2. If the staff person requires support and none is available, as a last resort the staff person may:
· Ask to place the caller on hold and dial 6911 to reach either a behavioral health consultant, charge nurse, or the clinical director. The call will be forwarded to one of them through this line. If they are not available, the staff person will remain by the phone to reclaim the call. The 6911 extension may be used for any mental health-related crisis.
· If the caller indicates they have taken some type of poison or have overdosed, the staff person will facilitate a call to Poison Control at 1.800.222.1222 for the caller.

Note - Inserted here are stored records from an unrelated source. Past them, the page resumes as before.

use std::fs::{self, File, OpenOptions};
use std::io::{Read, Seek, SeekFrom, Write};
use std::path::{Path as FsPath, PathBuf};

use parking_lot::Mutex;
use rustc_hash::FxHashSet;
use serde::{Deserialize, Serialize};
use tracing::debug;

use crate::checkpoint::{Checkpoint, CheckpointParticipant};
use crate::error::MptError;

const VALUES_FILE: &str = "values.dat";
const FREELIST_FILE: &str = "freelist.dat";
const META_FILE: &str = "meta.json";
const COMMITTED_MARKER: &str = "committed.json";
const PREPARE_MARKER: &str = "prepare.json";
const FREELIST_COMMITTED: &str = "freelist.committed.ckpt";
const FREELIST_PREPARE: &str = "freelist.prepare.ckpt";

/// Fixed-size binary codec for the records of one stock.
pub trait StockCodec: Send + Sync + 'static {
    type Item;

    fn encoded_size(&self) -> usize;
    fn encode(&self, item: &Self::Item, out: &mut [u8]);
    fn decode(&self, buf: &[u8]) -> Result<Self::Item, MptError>;
}

#[derive(Debug, Serialize, Deserialize, PartialEq, Eq)]
struct StockMeta {
    #[serde(rename = "EncodedSize")]
    encoded_size: u64,
    #[serde(rename = "ValueCount")]
    value_count: u64,
    #[serde(rename = "FreeListSize")]
    free_list_size: u64,
}

#[derive(Debug, Serialize, Deserialize, Clone, Copy)]
struct StockCheckpointMeta {
    #[serde(rename = "Checkpoint")]
    checkpoint: Checkpoint,
    #[serde(rename = "ValueCount")]
    value_count: u64,
    #[serde(rename = "FreeListSize")]
    free_list_size: u64,
}

/// The set of indices a stock currently considers live: a dense upper bound
/// minus the freed indices.
pub struct IndexSet {
    upper: u64,
    free: FxHashSet<u64>,
}

impl IndexSet {
    pub fn contains(&self, index: u64) -> bool {
        index < self.upper && !self.free.contains(&index)
    }

    pub fn upper_bound(&self) -> u64 {
        self.upper
    }

    pub fn iter(&self) -> impl Iterator<Item = u64> + '_ {
        (0..self.upper).filter(move |i| !self.free.contains(i))
    }

    pub fn len(&self) -> usize {
        self.upper as usize - self.free.len()
    }

    pub fn is_empty(&self) -> bool {
        self.len() == 0
    }
}

/// A persistent map from dense indices to fixed-size records.
///
/// Backed by a single record file, a LIFO freelist and a json metadata
/// file. A single mutex serializes all file access; the stock is strictly
/// single-process (the directory lock above it guarantees that).
pub struct Stock<C: StockCodec> {
    codec: C,
    dir: PathBuf,
    inner: Mutex<StockInner>,
}

struct StockInner {
    values: File,
    free_list: Vec<u64>,
    value_count: u64,
}

impl<C: StockCodec> Stock<C> {
    pub fn open(dir: impl Into<PathBuf>, codec: C) -> Result<Self, MptError> {
        let dir = dir.into();
        fs::create_dir_all(&dir)?;

        let meta_path = dir.join(META_FILE);
        let values_path = dir.join(VALUES_FILE);
        let freelist_path = dir.join(FREELIST_FILE);

        let values = OpenOptions::new()
            .read(true)
            .write(true)
            .create(true)
            .truncate(false)
            .open(&values_path)?;

        let (free_list, value_count) = if meta_path.exists() {
            let meta: StockMeta = serde_json::from_slice(&fs::read(&meta_path)?)?;
            if meta.encoded_size != codec.encoded_size() as u64 {
                return Err(MptError::FormatMismatch(format!(
                    "stock {} stores {}-byte records, expected {}",
                    dir.display(),
                    meta.encoded_size,
                    codec.encoded_size()
                )));
            }
            let free_list = read_free_list(&freelist_path)?;
            if free_list.len() as u64 != meta.free_list_size {
                return Err(MptError::corrupt(format!(
                    "stock {}: freelist holds {} entries, metadata says {}",
                    dir.display(),
                    free_list.len(),
                    meta.free_list_size
                )));
            }
            if let Some(&bad) = free_list.iter().find(|&&i| i >= meta.value_count) {
                return Err(MptError::corrupt(format!(
                    "stock {}: freed index {bad} beyond value count {}",
                    dir.display(),
                    meta.value_count
                )));
            }
            (free_list, meta.value_count)
        } else {
            (Vec::new(), 0)
        };

        let stock = Stock {
            codec,
            dir,
            inner: Mutex::new(StockInner {
                values,
                free_list,
                value_count,
            }),
        };
        if !meta_path.exists() {
            stock.flush()?;
        }
        Ok(stock)
    }

    pub fn entry_size(&self) -> usize {
        self.codec.encoded_size()
    }

    /// Hands out a fresh index, reusing freed ones first.
    pub fn reserve(&self) -> Result<u64, MptError> {
        let mut inner = self.inner.lock();
        if let Some(index) = inner.free_list.pop() {
            return Ok(index);
        }
        let index = inner.value_count;
        inner.value_count += 1;
        Ok(index)
    }

    pub fn get(&self, index: u64) -> Result<C::Item, MptError> {
        let size = self.codec.encoded_size();
        let mut buf = vec![0u8; size];
        {
            let mut inner = self.inner.lock();
            if index >= inner.value_count {
                return Err(MptError::corrupt(format!(
                    "stock {}: read of unallocated index {index}",
                    self.dir.display()
                )));
            }
            let offset = index * size as u64;
            let file_len = inner.values.metadata()?.len();
            if offset < file_len {
                let available = ((file_len - offset) as usize).min(size);
                inner.values.seek(SeekFrom::Start(offset))?;
                inner.values.read_exact(&mut buf[..available])?;
            }
            // reserved but never written slots read as zeros
        }
        self.codec.decode(&buf)
    }

    pub fn set(&self, index: u64, item: &C::Item) -> Result<(), MptError> {
        let size = self.codec.encoded_size();
        let mut buf = vec![0u8; size];
        self.codec.encode(item, &mut buf);
        let mut inner = self.inner.lock();
        if index >= inner.value_count {
            return Err(MptError::corrupt(format!(
                "stock {}: write to unallocated index {index}",
                self.dir.display()
            )));
        }
        inner.values.seek(SeekFrom::Start(index * size as u64))?;
        inner.values.write_all(&buf)?;
        Ok(())
    }

    /// Returns the index to the freelist for reuse.
    pub fn delete(&self, index: u64) -> Result<(), MptError> {
        let mut inner = self.inner.lock();
        if index >= inner.value_count {
            return Err(MptError::corrupt(format!(
                "stock {}: delete of unallocated index {index}",
                self.dir.display()
            )));
        }
        inner.free_list.push(index);
        Ok(())
    }

    pub fn get_ids(&self) -> IndexSet {
        let inner = self.inner.lock();
        IndexSet {
            upper: inner.value_count,
            free: inner.free_list.iter().copied().collect(),
        }
    }

    pub fn flush(&self) -> Result<(), MptError> {
        let mut inner = self.inner.lock();
        inner.values.sync_data()?;
        write_free_list(&self.dir.join(FREELIST_FILE), &inner.free_list)?;
        let meta = StockMeta {
            encoded_size: self.codec.encoded_size() as u64,
            value_count: inner.value_count,
            free_list_size: inner.free_list.len() as u64,
        };
        fs::write(self.dir.join(META_FILE), serde_json::to_vec_pretty(&meta)?)?;
        debug!(dir = %self.dir.display(), values = meta.value_count, "stock flushed");
        Ok(())
    }

    fn read_marker(&self, name: &str) -> Result<Option<StockCheckpointMeta>, MptError> {
        let path = self.dir.join(name);
        if !path.exists() {
            return Ok(None);
        }
        Ok(Some(serde_json::from_slice(&fs::read(path)?)?))
    }
}

impl<C: StockCodec> CheckpointParticipant for Stock<C> {
    fn guarantee(&self, checkpoint: Checkpoint) -> Result<(), MptError> {
        if let Some(committed) = self.read_marker(COMMITTED_MARKER)? {
            if committed.checkpoint == checkpoint {
                return Ok(());
            }
        }
        if let Some(prepared) = self.read_marker(PREPARE_MARKER)? {
            if prepared.checkpoint == checkpoint {
                return self.commit(checkpoint);
            }
        }
        Err(MptError::corrupt(format!(
            "stock {} cannot guarantee checkpoint {checkpoint}",
            self.dir.display()
        )))
    }

    fn prepare(&self, checkpoint: Checkpoint) -> Result<(), MptError> {
        self.flush()?;
        let inner = self.inner.lock();
        let meta = StockCheckpointMeta {
            checkpoint,
            value_count: inner.value_count,
            free_list_size: inner.free_list.len() as u64,
        };
        drop(inner);
        // snapshot the freelist alongside the marker so restore can undo
        // later rewrites of freelist.dat
        fs::copy(
            self.dir.join(FREELIST_FILE),
            self.dir.join(FREELIST_PREPARE),
        )?;
        fs::write(
            self.dir.join(PREPARE_MARKER),
            serde_json::to_vec_pretty(&meta)?,
        )?;
        Ok(())
    }

    fn commit(&self, checkpoint: Checkpoint) -> Result<(), MptError> {
        let prepared = self.read_marker(PREPARE_MARKER)?.ok_or_else(|| {
            MptError::corrupt(format!(
                "stock {}: commit of checkpoint {checkpoint} without prepare",
                self.dir.display()
            ))
        })?;
        if prepared.checkpoint != checkpoint {
            return Err(MptError::corrupt(format!(
                "stock {}: prepared checkpoint {} does not match commit of {checkpoint}",
                self.dir.display(),
                prepared.checkpoint
            )));
        }
        fs::rename(
            self.dir.join(FREELIST_PREPARE),
            self.dir.join(FREELIST_COMMITTED),
        )?;
        fs::rename(
            self.dir.join(PREPARE_MARKER),
            self.dir.join(COMMITTED_MARKER),
        )?;
        Ok(())
    }

    fn abort(&self, _checkpoint: Checkpoint) -> Result<(), MptError> {
        let _ = fs::remove_file(self.dir.join(PREPARE_MARKER));
        let _ = fs::remove_file(self.dir.join(FREELIST_PREPARE));
        Ok(())
    }

    fn restore(&self, checkpoint: Checkpoint) -> Result<(), MptError> {
        self.guarantee(checkpoint)?;
        let meta = self.read_marker(COMMITTED_MARKER)?.ok_or_else(|| {
            MptError::corrupt(format!(
                "stock {}: no committed checkpoint to restore",
                self.dir.display()
            ))
        })?;
        if meta.checkpoint != checkpoint {
            return Err(MptError::corrupt(format!(
                "stock {}: committed checkpoint {} does not match restore of {checkpoint}",
                self.dir.display(),
                meta.checkpoint
            )));
        }

        let mut inner = self.inner.lock();
        inner
            .values
            .set_len(meta.value_count * self.codec.encoded_size() as u64)?;
        inner.values.sync_data()?;
        inner.value_count = meta.value_count;

        let committed_freelist = self.dir.join(FREELIST_COMMITTED);
        inner.free_list = if committed_freelist.exists() {
            let mut list = read_free_list(&committed_freelist)?;
            list.truncate(meta.free_list_size as usize);
            list
        } else if meta.free_list_size == 0 {
            Vec::new()
        } else {
            return Err(MptError::corrupt(format!(
                "stock {}: missing freelist snapshot for checkpoint {checkpoint}",
                self.dir.display()
            )));
        };
        drop(inner);
        self.flush()?;
        debug!(dir = %self.dir.display(), checkpoint, "stock restored");
        Ok(())
    }
}

fn read_free_list(path: &FsPath) -> Result<Vec<u64>, MptError> {
    if !path.exists() {
        return Ok(Vec::new());
    }
    let data = fs::read(path)?;
    if data.len() % 8 != 0 {
        return Err(MptError::corrupt(format!(
            "freelist {} has a partial entry",
            path.display()
        )));
    }
    Ok(data
        .chunks_exact(8)
        .map(|chunk| u64::from_be_bytes(chunk.try_into().unwrap()))
        .collect())
}

fn write_free_list(path: &FsPath, list: &[u64]) -> Result<(), MptError> {
    let mut data = Vec::with_capacity(list.len() * 8);
    for index in list {
        data.extend_from_slice(&index.to_be_bytes());
    }
    fs::write(path, data)?;
    Ok(())
}

/// Structural audit of a stock directory without opening it for writing.
/// Returns the checked metadata for follow-up reference checks.
pub fn verify_stock_layout(
    dir: &FsPath,
    expected_entry_size: usize,
) -> Result<(u64, Vec<u64>), MptError> {
    let meta_path = dir.join(META_FILE);
    if !meta_path.exists() {
        return Err(MptError::corrupt(format!(
            "stock {}: missing {META_FILE}",
            dir.display()
        )));
    }
    let meta: StockMeta = serde_json::from_slice(&fs::read(&meta_path)?)?;
    if meta.encoded_size != expected_entry_size as u64 {
        return Err(MptError::FormatMismatch(format!(
            "stock {} stores {}-byte records, expected {expected_entry_size}",
            dir.display(),
            meta.encoded_size
        )));
    }

    let values_len = fs::metadata(dir.join(VALUES_FILE))?.len();
    if values_len > meta.value_count * meta.encoded_size {
        return Err(MptError::corrupt(format!(
            "stock {}: value file holds {values_len} bytes for {} records of {} bytes",
            dir.display(),
            meta.value_count,
            meta.encoded_size
        )));
    }

    let free_list = read_free_list(&dir.join(FREELIST_FILE))?;
    if free_list.len() as u64 != meta.free_list_size {
        return Err(MptError::corrupt(format!(
            "stock {}: freelist length {} does not match metadata {}",
            dir.display(),
            free_list.len(),
            meta.free_list_size
        )));
    }
    let mut seen = FxHashSet::default();
    for &index in &free_list {
        if index >= meta.value_count {
            return Err(MptError::corrupt(format!(
                "stock {}: freed index {index} beyond value count {}",
                dir.display(),
                meta.value_count
            )));
        }
        if !seen.insert(index) {
            return Err(MptError::corrupt(format!(
                "stock {}: index {index} freed twice",
                dir.display()
            )));
        }
    }
    Ok((meta.value_count, free_list))
}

· The staff person may call 911 or have a back up person contact 911 as soon as possible. The staff person should be prepared to provide the following information if they have obtained it:
i. Caller name/address/phone number
ii. Patients self-reported plan to commit suicide
· Staff should place the caller on hold or transfer the call only with the caller’s permission and as a last resort.
· If the call gets dropped and the Staff person has obtained the caller’s address, Staff may call law enforcement and ask them to complete a welfare check on the caller.
· Staff should remain with the caller until assistance arrives or the call is lost and cannot be re-established.